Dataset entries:
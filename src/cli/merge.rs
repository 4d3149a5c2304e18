// merge.rs - Merge configuration file with CLI arguments

use crate::cli::args::*;
use crate::cli::config::{
    CompareConfig, Config, ExtractConfig, FilterConfig, HousekeepingConfig, SelectConfig,
};
use crate::core::filter::DEFAULT_MIN_SCAFFOLD_LENGTH;
use crate::core::select::DEFAULT_THRESHOLD;
use crate::error::Result;

/// Replace `value` only while it still holds the command line default
fn fill_default<T: PartialEq>(value: &mut T, default: T, from_config: Option<T>) {
    if *value == default {
        if let Some(v) = from_config {
            *value = v;
        }
    }
}

fn fill_string(value: &mut String, default: &str, from_config: Option<String>) {
    if value == default {
        if let Some(v) = from_config {
            *value = v;
        }
    }
}

fn fill_none<T>(value: &mut Option<T>, from_config: Option<T>) {
    if value.is_none() {
        *value = from_config;
    }
}

/// Switches can only be turned on by the config file
fn fill_switch(value: &mut bool, from_config: Option<bool>) {
    if !*value && from_config.unwrap_or(false) {
        *value = true;
    }
}

impl FilterArgs {
    pub fn merge_with_config(mut self, config: FilterConfig) -> Self {
        fill_none(&mut self.input_dir, config.input_dir);
        fill_none(&mut self.output, config.output);
        fill_string(&mut self.layout, DEFAULT_LAYOUT_A, config.layout);
        fill_string(&mut self.extension, DEFAULT_EXTENSION, config.extension);
        fill_none(&mut self.min_identity, config.min_identity);
        fill_none(&mut self.min_length, config.min_length);
        fill_default(
            &mut self.min_scaffold_length,
            DEFAULT_MIN_SCAFFOLD_LENGTH,
            config.min_scaffold_length,
        );
        fill_none(&mut self.fai_dir, config.fai_dir);
        fill_string(
            &mut self.genome_separator,
            DEFAULT_GENOME_SEPARATOR,
            config.genome_separator,
        );
        fill_string(&mut self.label, DEFAULT_LABEL_A, config.label);
        fill_switch(&mut self.strict, config.strict);
        fill_switch(&mut self.provenance, config.provenance);
        fill_none(&mut self.threads, config.threads);
        self
    }
}

impl SelectArgs {
    pub fn merge_with_config(mut self, config: SelectConfig) -> Self {
        fill_none(&mut self.hits, config.hits);
        fill_none(&mut self.fasta_dir, config.fasta_dir);
        fill_string(&mut self.output_dir, DEFAULT_SELECTED_DIR, config.output_dir);
        self
    }
}

impl CompareArgs {
    pub fn merge_with_config(mut self, config: CompareConfig) -> Self {
        fill_none(&mut self.hits_a, config.hits_a);
        fill_none(&mut self.hits_b, config.hits_b);
        fill_string(&mut self.output, DEFAULT_COMPARISON_OUTPUT, config.output);
        fill_string(&mut self.candidates, DEFAULT_CANDIDATES_OUTPUT, config.candidates);
        fill_default(&mut self.threshold, DEFAULT_THRESHOLD, config.threshold);
        fill_string(&mut self.label_a, DEFAULT_LABEL_A, config.label_a);
        fill_string(&mut self.label_b, DEFAULT_LABEL_B, config.label_b);
        fill_string(&mut self.layout_a, DEFAULT_LAYOUT_A, config.layout_a);
        fill_string(&mut self.layout_b, DEFAULT_LAYOUT_B, config.layout_b);
        fill_switch(&mut self.strict, config.strict);
        fill_switch(&mut self.provenance, config.provenance);
        fill_none(&mut self.summary, config.summary);
        self
    }
}

impl ExtractArgs {
    pub fn merge_with_config(mut self, config: ExtractConfig) -> Self {
        fill_string(&mut self.candidates, DEFAULT_CANDIDATES_OUTPUT, config.candidates);
        fill_none(&mut self.genome, config.genome);
        fill_string(&mut self.output, DEFAULT_EXTRACT_OUTPUT, config.output);
        fill_string(&mut self.label_a, DEFAULT_LABEL_A, config.label_a);
        fill_switch(&mut self.strict, config.strict);
        self
    }
}

impl HousekeepingArgs {
    /// An inline keyword list in the config is kept for validation in `keywords`
    pub fn merge_with_config(mut self, config: HousekeepingConfig) -> (Self, Option<Vec<String>>) {
        fill_none(&mut self.annotations, config.annotations);
        fill_none(&mut self.seed_orthologs, config.seed_orthologs);
        fill_string(&mut self.input, DEFAULT_EXTRACT_OUTPUT, config.input);
        fill_string(&mut self.output, DEFAULT_HOUSEKEEPING_OUTPUT, config.output);
        fill_none(&mut self.keywords, config.keywords_file);
        // A keywords file given on the command line wins over an inline list
        let inline = if self.keywords.is_none() {
            config.keywords
        } else {
            None
        };
        (self, inline)
    }
}

/// Arguments after merging, plus config-only settings
#[derive(Debug)]
pub struct MergedArgs {
    pub args: Args,
    pub housekeeping_keywords: Option<Vec<String>>,
}

impl Args {
    /// Merge with configuration from file
    /// CLI arguments take precedence over config file values
    pub fn merge_with_config(mut self, config: Config) -> MergedArgs {
        fill_default(&mut self.verbose, DEFAULT_VERBOSE, config.verbose);

        let mut housekeeping_keywords = None;
        self.command = match self.command.take() {
            Some(Command::Filter(a)) => Some(Command::Filter(
                a.merge_with_config(config.filter.unwrap_or_default()),
            )),
            Some(Command::Select(a)) => Some(Command::Select(
                a.merge_with_config(config.select.unwrap_or_default()),
            )),
            Some(Command::Compare(a)) => Some(Command::Compare(
                a.merge_with_config(config.compare.unwrap_or_default()),
            )),
            Some(Command::Extract(a)) => Some(Command::Extract(
                a.merge_with_config(config.extract.unwrap_or_default()),
            )),
            Some(Command::Housekeeping(a)) => {
                let (merged, inline) =
                    a.merge_with_config(config.housekeeping.unwrap_or_default());
                housekeeping_keywords = inline;
                Some(Command::Housekeeping(merged))
            }
            None => None,
        };

        MergedArgs {
            args: self,
            housekeeping_keywords,
        }
    }

    /// Load configuration and merge with CLI args
    pub fn with_config_file(self, config_path: &str) -> Result<MergedArgs> {
        let config = Config::from_file(config_path)?;
        Ok(self.merge_with_config(config))
    }

    /// No configuration file: arguments as given
    pub fn without_config(self) -> MergedArgs {
        MergedArgs {
            args: self,
            housekeeping_keywords: None,
        }
    }
}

- Work instructions
Read through the lines above and collect those that contain the string "MergedArgs".

- Written response
pub struct MergedArgs {
    pub fn merge_with_config(mut self, config: Config) -> MergedArgs {
        MergedArgs {
    pub fn with_config_file(self, config_path: &str) -> Result<MergedArgs> {
    pub fn without_config(self) -> MergedArgs {
        MergedArgs {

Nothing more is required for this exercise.